Content starts

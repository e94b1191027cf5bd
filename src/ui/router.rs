use std::fmt;

use ratatui::Frame;
use ratatui::crossterm::event::KeyEvent;
use ratatui::layout::Rect;

use crate::event::events::Event;
use crate::ui::context::AppContext;
use crate::ui::state::AppState;
use crate::ui::traits::{Action, View};
use crate::ui::views::placeholder::Placeholder;

#[derive(Debug, Clone, PartialEq, Eq)]
pub enum NavigationTarget {
    Home,
    Album(i64),
    Playlist(i64),
}

impl fmt::Display for NavigationTarget {
    fn fmt(&self, f: &mut fmt::Formatter<'_>) -> fmt::Result {
        match self {
            Self::Home => write!(f, "Home"),
            Self::Album(id) => write!(f, "Album {id}"),
            Self::Playlist(id) => write!(f, "Playlist {id}"),
        }
    }
}

/// Owns the visible view and the navigation history, with browser
/// semantics: navigating after going back truncates the forward tail.
///
/// Every navigation bumps a generation counter; a fetched view is only
/// installed when it still carries the latest generation, so slow
/// responses can never clobber a newer screen.
pub struct Router {
    history: Vec<NavigationTarget>,
    position: usize,
    generation: u64,
    view: Box<dyn View>,
    overlay: Option<Box<dyn View>>,
}

impl Router {
    pub fn new() -> Self {
        Self {
            history: Vec::new(),
            position: 0,
            generation: 0,
            view: Box::new(Placeholder::loading()),
            overlay: None,
        }
    }

    /// Begin a navigation. Returns the generation the eventual fetch
    /// result must present to be applied.
    pub fn navigate(&mut self, target: NavigationTarget, push_history: bool) -> u64 {
        if push_history {
            if !self.history.is_empty() {
                self.history.truncate(self.position + 1);
            }
            self.history.push(target);
            self.position = self.history.len() - 1;
        } else if let Some(entry) = self.history.get_mut(self.position) {
            *entry = target;
        } else {
            self.history.push(target);
            self.position = self.history.len() - 1;
        }
        self.view = Box::new(Placeholder::loading());
        self.generation += 1;
        self.generation
    }

    pub fn back(&mut self) -> Option<(NavigationTarget, u64)> {
        if self.history.is_empty() || self.position == 0 {
            return None;
        }
        self.position -= 1;
        let target = self.history[self.position].clone();
        self.view = Box::new(Placeholder::loading());
        self.generation += 1;
        Some((target, self.generation))
    }

    pub fn forward(&mut self) -> Option<(NavigationTarget, u64)> {
        if self.history.is_empty() || self.position + 1 >= self.history.len() {
            return None;
        }
        self.position += 1;
        let target = self.history[self.position].clone();
        self.view = Box::new(Placeholder::loading());
        self.generation += 1;
        Some((target, self.generation))
    }

    pub fn current_target(&self) -> Option<&NavigationTarget> {
        self.history.get(self.position)
    }

    /// Install a finished view. Returns false (and drops the view) when
    /// a newer navigation has started since the fetch began.
    pub fn apply(&mut self, generation: u64, view: Box<dyn View>) -> bool {
        if generation != self.generation {
            return false;
        }
        self.view = view;
        true
    }

    pub fn apply_error(&mut self, generation: u64, message: String) -> bool {
        self.apply(generation, Box::new(Placeholder::error(message)))
    }

    pub fn set_overlay(&mut self, view: Box<dyn View>) {
        self.overlay = Some(view);
    }

    pub fn clear_overlay(&mut self) {
        self.overlay = None;
    }

    pub fn has_overlay(&self) -> bool {
        self.overlay.is_some()
    }

    pub fn render(&mut self, f: &mut Frame, area: Rect, state: &AppState, ctx: &AppContext) {
        if let Some(overlay) = &mut self.overlay {
            overlay.render(f, area, state, ctx);
        } else {
            self.view.render(f, area, state, ctx);
        }
    }

    pub async fn handle_input(
        &mut self,
        key: KeyEvent,
        state: &AppState,
        ctx: &AppContext,
    ) -> Option<Action> {
        if let Some(overlay) = &mut self.overlay {
            overlay.handle_input(key, state, ctx).await
        } else {
            self.view.handle_input(key, state, ctx).await
        }
    }

    pub async fn on_event(&mut self, event: &Event, ctx: &AppContext) {
        self.view.on_event(event, ctx).await;
        if let Some(overlay) = &mut self.overlay {
            overlay.on_event(event, ctx).await;
        }
    }
}

impl Default for Router {
    fn default() -> Self {
        Self::new()
    }
}

#[cfg(test)]
mod tests {
    use super::*;

    fn stub() -> Box<dyn View> {
        Box::new(Placeholder::loading())
    }

    #[test]
    fn back_and_forward_replay_history() {
        let mut router = Router::new();
        let g = router.navigate(NavigationTarget::Home, true);
        assert!(router.apply(g, stub()));
        router.navigate(NavigationTarget::Album(5), true);
        router.navigate(NavigationTarget::Playlist(9), true);

        let (target, _) = router.back().unwrap();
        assert_eq!(target, NavigationTarget::Album(5));
        let (target, _) = router.back().unwrap();
        assert_eq!(target, NavigationTarget::Home);
        assert!(router.back().is_none());

        let (target, _) = router.forward().unwrap();
        assert_eq!(target, NavigationTarget::Album(5));
        assert_eq!(router.current_target(), Some(&NavigationTarget::Album(5)));
    }

    #[test]
    fn navigating_after_back_truncates_the_forward_tail() {
        let mut router = Router::new();
        router.navigate(NavigationTarget::Home, true);
        router.navigate(NavigationTarget::Album(1), true);
        router.back().unwrap();

        router.navigate(NavigationTarget::Album(2), true);
        assert!(router.forward().is_none());
        assert_eq!(router.current_target(), Some(&NavigationTarget::Album(2)));
        let (target, _) = router.back().unwrap();
        assert_eq!(target, NavigationTarget::Home);
    }

    #[test]
    fn stale_fetch_results_are_dropped() {
        let mut router = Router::new();
        let first = router.navigate(NavigationTarget::Album(1), true);
        let second = router.navigate(NavigationTarget::Album(2), true);

        // Responses arrive out of order; only the latest wins.
        assert!(router.apply(second, stub()));
        assert!(!router.apply(first, stub()));
        assert!(!router.apply_error(first, "timeout".into()));
        assert_eq!(router.current_target(), Some(&NavigationTarget::Album(2)));
    }

    #[test]
    fn back_issues_a_fresh_generation() {
        let mut router = Router::new();
        let g1 = router.navigate(NavigationTarget::Home, true);
        router.navigate(NavigationTarget::Album(1), true);
        let (_, g3) = router.back().unwrap();
        assert_ne!(g1, g3);
        assert!(router.apply(g3, stub()));
    }

    #[test]
    fn replace_keeps_history_depth() {
        let mut router = Router::new();
        router.navigate(NavigationTarget::Home, true);
        router.navigate(NavigationTarget::Album(1), true);
        router.navigate(NavigationTarget::Album(2), false);
        assert_eq!(router.current_target(), Some(&NavigationTarget::Album(2)));
        let (target, _) = router.back().unwrap();
        assert_eq!(target, NavigationTarget::Home);
    }
}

Content ends

Exercise: Only the lines holding the string "AppState" are needed; copy each of them from the material above.

Solution below:
use crate::ui::state::AppState;
    pub fn render(&mut self, f: &mut Frame, area: Rect, state: &AppState, ctx: &AppContext) {
        state: &AppState,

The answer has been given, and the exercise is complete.